▶ WORK INSTRUCTION
Your answer must be the full listing, reproduced word for word.

◇ ◇ ◇

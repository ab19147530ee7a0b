use std::{
	collections::{HashMap, HashSet},
	sync::Arc,
};

use serde::{Deserialize, Deserializer, Serialize};
use uuid::Uuid;

use noteful_storage::{
	Store,
	models::{NewNote, Note, NoteFilter, NotePatch},
};

use crate::{
	Error, Result,
	validate::{parse_id, parse_reference, required_text, storable_text},
	views::{NoteView, TagView},
};

/// Query string of `GET /api/notes`. Every filter is optional and they combine with AND.
#[derive(Clone, Debug, Default, Serialize, Deserialize)]
#[serde(rename_all = "camelCase")]
pub struct NoteQuery {
	pub search_term: Option<String>,
	pub folder_id: Option<String>,
	pub tag_id: Option<String>,
}

/// Body of a note creation. Fields outside this set are ignored.
#[derive(Clone, Debug, Default, Serialize, Deserialize)]
#[serde(rename_all = "camelCase")]
pub struct NoteCreateRequest {
	pub title: Option<String>,
	pub content: Option<String>,
	pub folder_id: Option<String>,
	pub tags: Option<Vec<String>>,
}

/// Body of a partial note update. A missing key leaves the field alone and `null` clears it.
/// Tags cannot be changed through an update.
#[derive(Clone, Debug, Default, Deserialize)]
#[serde(rename_all = "camelCase")]
pub struct NoteUpdateRequest {
	#[serde(default, deserialize_with = "present")]
	pub title: Option<Option<String>>,
	#[serde(default, deserialize_with = "present")]
	pub content: Option<Option<String>>,
	#[serde(default, deserialize_with = "present")]
	pub folder_id: Option<Option<String>>,
}

pub struct NoteService {
	store: Arc<dyn Store>,
}
impl NoteService {
	pub fn new(store: Arc<dyn Store>) -> Self {
		Self { store }
	}

	pub async fn list(&self, query: NoteQuery) -> Result<Vec<NoteView>> {
		if let Some(term) = &query.search_term {
			storable_text(term, "searchTerm")?;
		}

		let filter = NoteFilter {
			search_term: query.search_term.filter(|term| !term.is_empty()),
			folder_id: parse_reference(query.folder_id.as_deref(), "folderId")?,
			tag_id: parse_reference(query.tag_id.as_deref(), "tagId")?,
		};
		let notes = self.store.list_notes(&filter).await?;

		self.populate(notes).await
	}

	pub async fn get(&self, id: &str) -> Result<NoteView> {
		let id = parse_id(id)?;
		let note = self.store.find_note(id).await?.ok_or_else(Error::not_found)?;

		self.populate_one(note).await
	}

	pub async fn create(&self, req: NoteCreateRequest) -> Result<NoteView> {
		let title = required_text(req.title.as_deref(), "title")?;

		if let Some(content) = &req.content {
			storable_text(content, "content")?;
		}

		let folder_id = parse_reference(req.folder_id.as_deref(), "folderId")?;
		let tags = parse_tag_ids(req.tags.as_deref().unwrap_or_default())?;
		let note = self
			.store
			.insert_note(&NewNote { title, content: req.content, folder_id, tags })
			.await?;

		tracing::info!(note_id = %note.id, tag_count = note.tags.len(), "Note created.");

		self.populate_one(note).await
	}

	pub async fn update(&self, id: &str, req: NoteUpdateRequest) -> Result<NoteView> {
		let id = parse_id(id)?;
		let patch = build_patch(req)?;
		let note = if patch.is_empty() {
			self.store.find_note(id).await?
		} else {
			self.store.update_note(id, &patch).await?
		}
		.ok_or_else(Error::not_found)?;

		tracing::info!(note_id = %note.id, changed = !patch.is_empty(), "Note updated.");

		self.populate_one(note).await
	}

	/// Removes the note. Unknown ids succeed.
	pub async fn delete(&self, id: &str) -> Result<()> {
		let id = parse_id(id)?;
		let removed = self.store.delete_note(id).await?;

		tracing::info!(note_id = %id, removed, "Note deleted.");

		Ok(())
	}

	async fn populate_one(&self, note: Note) -> Result<NoteView> {
		let mut views = self.populate(vec![note]).await?;

		views.pop().ok_or_else(Error::not_found)
	}

	/// Resolves every referenced tag with one lookup. Tags that no longer exist are skipped.
	async fn populate(&self, notes: Vec<Note>) -> Result<Vec<NoteView>> {
		let mut seen = HashSet::new();
		let ids = notes
			.iter()
			.flat_map(|note| note.tags.iter().copied())
			.filter(|id| seen.insert(*id))
			.collect::<Vec<_>>();
		let tags = self
			.store
			.find_tags(&ids)
			.await?
			.into_iter()
			.map(|tag| (tag.id, TagView::from(tag)))
			.collect::<HashMap<_, _>>();

		Ok(notes
			.into_iter()
			.map(|note| {
				let resolved = note.tags.iter().filter_map(|id| tags.get(id).cloned()).collect();

				NoteView::new(note, resolved)
			})
			.collect())
	}
}

fn parse_tag_ids(raw: &[String]) -> Result<Vec<Uuid>> {
	raw.iter()
		.map(|value| {
			Uuid::parse_str(value).map_err(|_| Error::InvalidReference {
				message: format!("The tag id `{value}` is not valid"),
			})
		})
		.collect()
}

fn build_patch(req: NoteUpdateRequest) -> Result<NotePatch> {
	let title = match req.title {
		None => None,
		Some(title) => Some(required_text(title.as_deref(), "title")?),
	};

	if let Some(Some(content)) = &req.content {
		storable_text(content, "content")?;
	}

	let folder_id = match req.folder_id {
		None => None,
		Some(folder_id) => Some(parse_reference(folder_id.as_deref(), "folderId")?),
	};

	Ok(NotePatch { title, content: req.content, folder_id })
}

/// Distinguishes an explicit `null` (`Some(None)`) from a missing key (`None`, via `default`).
fn present<'de, D, T>(deserializer: D) -> std::result::Result<Option<Option<T>>, D::Error>
where
	D: Deserializer<'de>,
	T: Deserialize<'de>,
{
	Option::<T>::deserialize(deserializer).map(Some)
}

#[cfg(test)]
mod tests {
	use super::*;

	#[test]
	fn update_request_distinguishes_null_from_missing() {
		let req: NoteUpdateRequest =
			serde_json::from_str(r#"{"content": null}"#).expect("Failed to parse update.");

		assert_eq!(req.title, None);
		assert_eq!(req.content, Some(None));
		assert_eq!(req.folder_id, None);
	}

	#[test]
	fn update_request_ignores_tags_and_unknown_fields() {
		let req: NoteUpdateRequest =
			serde_json::from_str(r#"{"title": "Dogs", "tags": ["x"], "foo": 1}"#)
				.expect("Failed to parse update.");
		let patch = build_patch(req).expect("Failed to build patch.");

		assert_eq!(patch.title.as_deref(), Some("Dogs"));
		assert!(patch.content.is_none());
		assert!(patch.folder_id.is_none());
	}

	#[test]
	fn empty_folder_id_clears_on_update() {
		let req: NoteUpdateRequest =
			serde_json::from_str(r#"{"folderId": ""}"#).expect("Failed to parse update.");
		let patch = build_patch(req).expect("Failed to build patch.");

		assert_eq!(patch.folder_id, Some(None));
	}

	#[test]
	fn null_title_is_a_validation_error() {
		let req: NoteUpdateRequest =
			serde_json::from_str(r#"{"title": null}"#).expect("Failed to parse update.");
		let err = build_patch(req).expect_err("Expected validation error.");

		assert!(matches!(err, Error::Validation { .. }));
	}

	#[test]
	fn nul_in_patched_content_is_a_validation_error() {
		let req: NoteUpdateRequest =
			serde_json::from_str(r#"{"content": "a\u0000b"}"#).expect("Failed to parse update.");
		let err = build_patch(req).expect_err("Expected validation error.");

		assert_eq!(err.to_string(), "The `content` must not contain NUL characters");
	}

	#[test]
	fn bad_tag_id_is_named_in_the_message() {
		let good = Uuid::new_v4().to_string();
		let err = parse_tag_ids(&[good, "not-an-id".to_string()])
			.expect_err("Expected invalid reference.");

		assert_eq!(err.to_string(), "The tag id `not-an-id` is not valid");
	}
}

◇ ◇ ◇

▶ EXERCISE ANSWER
repository ab19147530ee7a0b
use std::{
	collections::{HashMap, HashSet},
	sync::Arc,
};

use serde::{Deserialize, Deserializer, Serialize};
use uuid::Uuid;

use noteful_storage::{
	Store,
	models::{NewNote, Note, NoteFilter, NotePatch},
};

use crate::{
	Error, Result,
	validate::{parse_id, parse_reference, required_text, storable_text},
	views::{NoteView, TagView},
};

/// Query string of `GET /api/notes`. Every filter is optional and they combine with AND.
#[derive(Clone, Debug, Default, Serialize, Deserialize)]
#[serde(rename_all = "camelCase")]
pub struct NoteQuery {
	pub search_term: Option<String>,
	pub folder_id: Option<String>,
	pub tag_id: Option<String>,
}

/// Body of a note creation. Fields outside this set are ignored.
#[derive(Clone, Debug, Default, Serialize, Deserialize)]
#[serde(rename_all = "camelCase")]
pub struct NoteCreateRequest {
	pub title: Option<String>,
	pub content: Option<String>,
	pub folder_id: Option<String>,
	pub tags: Option<Vec<String>>,
}

/// Body of a partial note update. A missing key leaves the field alone and `null` clears it.
/// Tags cannot be changed through an update.
#[derive(Clone, Debug, Default, Deserialize)]
#[serde(rename_all = "camelCase")]
pub struct NoteUpdateRequest {
	#[serde(default, deserialize_with = "present")]
	pub title: Option<Option<String>>,
	#[serde(default, deserialize_with = "present")]
	pub content: Option<Option<String>>,
	#[serde(default, deserialize_with = "present")]
	pub folder_id: Option<Option<String>>,
}

pub struct NoteService {
	store: Arc<dyn Store>,
}
impl NoteService {
	pub fn new(store: Arc<dyn Store>) -> Self {
		Self { store }
	}

	pub async fn list(&self, query: NoteQuery) -> Result<Vec<NoteView>> {
		if let Some(term) = &query.search_term {
			storable_text(term, "searchTerm")?;
		}

		let filter = NoteFilter {
			search_term: query.search_term.filter(|term| !term.is_empty()),
			folder_id: parse_reference(query.folder_id.as_deref(), "folderId")?,
			tag_id: parse_reference(query.tag_id.as_deref(), "tagId")?,
		};
		let notes = self.store.list_notes(&filter).await?;

		self.populate(notes).await
	}

	pub async fn get(&self, id: &str) -> Result<NoteView> {
		let id = parse_id(id)?;
		let note = self.store.find_note(id).await?.ok_or_else(Error::not_found)?;

		self.populate_one(note).await
	}

	pub async fn create(&self, req: NoteCreateRequest) -> Result<NoteView> {
		let title = required_text(req.title.as_deref(), "title")?;

		if let Some(content) = &req.content {
			storable_text(content, "content")?;
		}

		let folder_id = parse_reference(req.folder_id.as_deref(), "folderId")?;
		let tags = parse_tag_ids(req.tags.as_deref().unwrap_or_default())?;
		let note = self
			.store
			.insert_note(&NewNote { title, content: req.content, folder_id, tags })
			.await?;

		tracing::info!(note_id = %note.id, tag_count = note.tags.len(), "Note created.");

		self.populate_one(note).await
	}

	pub async fn update(&self, id: &str, req: NoteUpdateRequest) -> Result<NoteView> {
		let id = parse_id(id)?;
		let patch = build_patch(req)?;
		let note = if patch.is_empty() {
			self.store.find_note(id).await?
		} else {
			self.store.update_note(id, &patch).await?
		}
		.ok_or_else(Error::not_found)?;

		tracing::info!(note_id = %note.id, changed = !patch.is_empty(), "Note updated.");

		self.populate_one(note).await
	}

	/// Removes the note. Unknown ids succeed.
	pub async fn delete(&self, id: &str) -> Result<()> {
		let id = parse_id(id)?;
		let removed = self.store.delete_note(id).await?;

		tracing::info!(note_id = %id, removed, "Note deleted.");

		Ok(())
	}

	async fn populate_one(&self, note: Note) -> Result<NoteView> {
		let mut views = self.populate(vec![note]).await?;

		views.pop().ok_or_else(Error::not_found)
	}

	/// Resolves every referenced tag with one lookup. Tags that no longer exist are skipped.
	async fn populate(&self, notes: Vec<Note>) -> Result<Vec<NoteView>> {
		let mut seen = HashSet::new();
		let ids = notes
			.iter()
			.flat_map(|note| note.tags.iter().copied())
			.filter(|id| seen.insert(*id))
			.collect::<Vec<_>>();
		let tags = self
			.store
			.find_tags(&ids)
			.await?
			.into_iter()
			.map(|tag| (tag.id, TagView::from(tag)))
			.collect::<HashMap<_, _>>();

		Ok(notes
			.into_iter()
			.map(|note| {
				let resolved = note.tags.iter().filter_map(|id| tags.get(id).cloned()).collect();

				NoteView::new(note, resolved)
			})
			.collect())
	}
}

fn parse_tag_ids(raw: &[String]) -> Result<Vec<Uuid>> {
	raw.iter()
		.map(|value| {
			Uuid::parse_str(value).map_err(|_| Error::InvalidReference {
				message: format!("The tag id `{value}` is not valid"),
			})
		})
		.collect()
}

fn build_patch(req: NoteUpdateRequest) -> Result<NotePatch> {
	let title = match req.title {
		None => None,
		Some(title) => Some(required_text(title.as_deref(), "title")?),
	};

	if let Some(Some(content)) = &req.content {
		storable_text(content, "content")?;
	}

	let folder_id = match req.folder_id {
		None => None,
		Some(folder_id) => Some(parse_reference(folder_id.as_deref(), "folderId")?),
	};

	Ok(NotePatch { title, content: req.content, folder_id })
}

/// Distinguishes an explicit `null` (`Some(None)`) from a missing key (`None`, via `default`).
fn present<'de, D, T>(deserializer: D) -> std::result::Result<Option<Option<T>>, D::Error>
where
	D: Deserializer<'de>,
	T: Deserialize<'de>,
{
	Option::<T>::deserialize(deserializer).map(Some)
}

#[cfg(test)]
mod tests {
	use super::*;

	#[test]
	fn update_request_distinguishes_null_from_missing() {
		let req: NoteUpdateRequest =
			serde_json::from_str(r#"{"content": null}"#).expect("Failed to parse update.");

		assert_eq!(req.title, None);
		assert_eq!(req.content, Some(None));
		assert_eq!(req.folder_id, None);
	}

	#[test]
	fn update_request_ignores_tags_and_unknown_fields() {
		let req: NoteUpdateRequest =
			serde_json::from_str(r#"{"title": "Dogs", "tags": ["x"], "foo": 1}"#)
				.expect("Failed to parse update.");
		let patch = build_patch(req).expect("Failed to build patch.");

		assert_eq!(patch.title.as_deref(), Some("Dogs"));
		assert!(patch.content.is_none());
		assert!(patch.folder_id.is_none());
	}

	#[test]
	fn empty_folder_id_clears_on_update() {
		let req: NoteUpdateRequest =
			serde_json::from_str(r#"{"folderId": ""}"#).expect("Failed to parse update.");
		let patch = build_patch(req).expect("Failed to build patch.");

		assert_eq!(patch.folder_id, Some(None));
	}

	#[test]
	fn null_title_is_a_validation_error() {
		let req: NoteUpdateRequest =
			serde_json::from_str(r#"{"title": null}"#).expect("Failed to parse update.");
		let err = build_patch(req).expect_err("Expected validation error.");

		assert!(matches!(err, Error::Validation { .. }));
	}

	#[test]
	fn nul_in_patched_content_is_a_validation_error() {
		let req: NoteUpdateRequest =
			serde_json::from_str(r#"{"content": "a\u0000b"}"#).expect("Failed to parse update.");
		let err = build_patch(req).expect_err("Expected validation error.");

		assert_eq!(err.to_string(), "The `content` must not contain NUL characters");
	}

	#[test]
	fn bad_tag_id_is_named_in_the_message() {
		let good = Uuid::new_v4().to_string();
		let err = parse_tag_ids(&[good, "not-an-id".to_string()])
			.expect_err("Expected invalid reference.");

		assert_eq!(err.to_string(), "The tag id `not-an-id` is not valid");
	}
}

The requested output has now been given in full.